Bellway (LON:BWY) (£2.9bn) (no section below) - not a small cap but… I like to read housebuilder updates, for general read-across to the economy as a whole. Things sound fine here. Continued strong demand. Mortgage availability remains good. Low unemployment. Help to buy scheme ends in March 2023, but doesn’t seem a concern. Building cost increases offset by higher selling prices. Ongoing planning challenges (delays). Availability of materials gradually improving, but still some regional shortages. Net cash of £245m (listed housebuilders generally have really strong balance sheets, far better than at the outset of previous recessions). Record output expected in FY 7/2023, but H2 weighted.
My view - I like the housebuilding sector right now - valuations have come down heavily, balance sheets are robust. Interest rates are only expected to rise to c.3-4%, which doesn’t strike me as anywhere near enough to trigger a housing market crash. Higher nominal incomes suggests house prices could remain robust, but nobody knows at this stage.
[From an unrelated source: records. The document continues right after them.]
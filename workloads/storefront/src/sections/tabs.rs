//! Category tabs with the selected category's products.

use storefront_commerce::catalog::{Catalog, CategoryTabs};

use super::{html_escape, render_product_card};

/// Render the promo section: one tab per category and the panel of the
/// selected one.
pub fn render_category_tabs(catalog: &Catalog, tabs: &CategoryTabs) -> String {
    let tab_list: String = catalog
        .categories
        .iter()
        .enumerate()
        .map(|(index, category)| {
            let selected = tabs.is_selected(index);
            format!(
                r#"<a href="/?tab={index}" id="{id}" role="tab" class="category-tab{class}" aria-selected="{selected}">{title}</a>"#,
                index = index,
                id = html_escape(category.id.as_str()),
                class = if selected { " category-tab--selected" } else { "" },
                selected = selected,
                title = html_escape(&category.title)
            )
        })
        .collect::<Vec<_>>()
        .join("\n            ");

    let products = catalog.products_at(tabs.selected);
    let panel = if products.is_empty() {
        r#"<p class="category-panel-empty">No products in this category yet.</p>"#.to_string()
    } else {
        products
            .into_iter()
            .map(render_product_card)
            .collect::<Vec<_>>()
            .join("\n")
    };

    format!(
        r#"<section id="promos" class="promos" data-section="tabs">
    <h1 class="promos-title">New Promos</h1>
    <nav class="category-tabs" role="tablist">
            {tab_list}
    </nav>
    <div class="category-panel" role="tabpanel" data-tab="{selected}">
{panel}
    </div>
</section>"#,
        tab_list = tab_list,
        selected = tabs.selected,
        panel = panel
    )
}
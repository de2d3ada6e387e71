//! Output formatting for the CLI.

use console::style;

/// Output handler for CLI messages.
///
/// Human messages go to stdout, diagnostics to stderr. In JSON mode only
/// [`json`](Self::json) and errors are printed.
#[derive(Clone)]
pub struct Output {
    verbose: bool,
    json: bool,
}

impl Output {
    /// Create a new output handler.
    pub fn new(verbose: bool, json: bool) -> Self {
        Self { verbose, json }
    }

    /// Print an info message.
    pub fn info(&self, msg: &str) {
        if self.json {
            return;
        }
        println!("{} {}", style("ℹ").blue(), msg);
    }

    /// Print a success message.
    pub fn success(&self, msg: &str) {
        if self.json {
            return;
        }
        println!("{} {}", style("✓").green(), msg);
    }

    /// Print a warning message.
    pub fn warn(&self, msg: &str) {
        if self.json {
            return;
        }
        eprintln!("{} {}", style("⚠").yellow(), msg);
    }

    /// Print an error message.
    pub fn error(&self, msg: &str) {
        if self.json {
            eprintln!("{}", serde_json::json!({ "error": msg }));
            return;
        }
        eprintln!("{} {}", style("✗").red(), style(msg).red());
    }

    /// Print a debug message (only in verbose mode).
    pub fn debug(&self, msg: &str) {
        if !self.verbose || self.json {
            return;
        }
        eprintln!("{} {}", style("→").dim(), style(msg).dim());
    }

    /// Print a header/title.
    pub fn header(&self, msg: &str) {
        if self.json {
            return;
        }
        println!("\n{}", style(msg).bold().underlined());
    }

    /// Print JSON output.
    pub fn json<T: serde::Serialize>(&self, value: &T) {
        if let Ok(json) = serde_json::to_string_pretty(value) {
            println!("{}", json);
        }
    }

    /// Print a key-value pair.
    pub fn kv(&self, key: &str, value: &str) {
        if self.json {
            return;
        }
        println!("  {}: {}", style(key).dim(), value);
    }

    /// Print a table row.
    pub fn table_row(&self, cols: &[&str], widths: &[usize]) {
        if self.json {
            return;
        }
        println!("  {}", format_row(cols, widths));
    }

    /// Print raw text, such as a rendered page, unstyled.
    pub fn raw(&self, text: &str) {
        println!("{}", text);
    }

    /// Check if verbose mode is enabled.
    pub fn is_verbose(&self) -> bool {
        self.verbose
    }

    /// Check if JSON mode is enabled.
    pub fn is_json(&self) -> bool {
        self.json
    }
}

/// Pad columns to fixed widths.
pub fn format_row(cols: &[&str], widths: &[usize]) -> String {
    cols.iter()
        .zip(widths.iter())
        .map(|(col, width)| format!("{:width$}", col, width = width))
        .collect::<Vec<_>>()
        .join("  ")
        .trim_end()
        .to_string()
}

/// Format bytes as human-readable size.
pub fn format_bytes(bytes: u64) -> String {
    const KB: u64 = 1024;
    const MB: u64 = KB * 1024;

    if bytes >= MB {
        format!("{:.2} MB", bytes as f64 / MB as f64)
    } else if bytes >= KB {
        format!("{:.2} KB", bytes as f64 / KB as f64)
    } else {
        format!("{} B", bytes)
    }
}
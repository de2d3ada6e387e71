//! Document shell shared by every page.

use super::html_escape;

/// Wrap a rendered body in a full HTML document.
pub fn render_document(title: &str, css_path: Option<&str>, body: &str) -> String {
    let stylesheet = match css_path {
        Some(path) => format!(
            r#"
    <link rel="stylesheet" href="{}">"#,
            html_escape(path)
        ),
        None => String::new(),
    };

    format!(
        r#"<!DOCTYPE html>
<html lang="en">
<head>
    <meta charset="utf-8">
    <meta name="viewport" content="width=device-width, initial-scale=1">
    <title>{title}</title>
    <link rel="icon" href="/favicon.ico">{stylesheet}
</head>
<body>
{body}
</body>
</html>"#,
        title = html_escape(title),
        stylesheet = stylesheet,
        body = body
    )
}
//! Product card.

use storefront_commerce::catalog::{ImageRef, Product};

use super::html_escape;

/// URL an image asset is served from.
pub fn image_url(image: &ImageRef) -> String {
    format!("/images/{}", html_escape(&image.asset_ref))
}

/// Render one product card with its add-to-basket form.
pub fn render_product_card(product: &Product) -> String {
    let title = html_escape(&product.title);
    let image = match product.primary_image() {
        Some(image) => format!(
            r#"<img src="{}" alt="{}/product">"#,
            image_url(image),
            title
        ),
        None => r#"<div class="product-image--placeholder"></div>"#.to_string(),
    };

    format!(
        r#"<article class="product-card" data-product-id="{id}">
    <div class="product-image">{image}</div>
    <div class="product-info">
        <div class="product-purchase">
            <p class="product-title">{title}</p>
            <p class="product-price">{price}</p>
        </div>
        <form method="post" action="/basket/add">
            <input type="hidden" name="product_id" value="{id}">
            <button type="submit" class="add-to-basket" aria-label="Add {title} to basket">Add to basket</button>
        </form>
    </div>
</article>"#,
        id = html_escape(product.id.as_str()),
        image = image,
        title = title,
        price = product.price.display()
    )
}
RPS (LON:RPS) (no section below) - congratulations to shareholders here, with an agreed, cash, takeover bid at 206p announced - a tremendous premium of 76%! Wow, that’s a superb exit price. Interim results are also announced, with trading ahead of expectations, and a good outlook. The bidder is WSP - a large Candian consulting group, which is itself valued highly (Stockopedia shows a forward PER of nearly 25). Therefore paying a 76% premium for RPS takes RPS’s valuation up from a forward PER of 14.5, to 25.5, similar to WSP’s.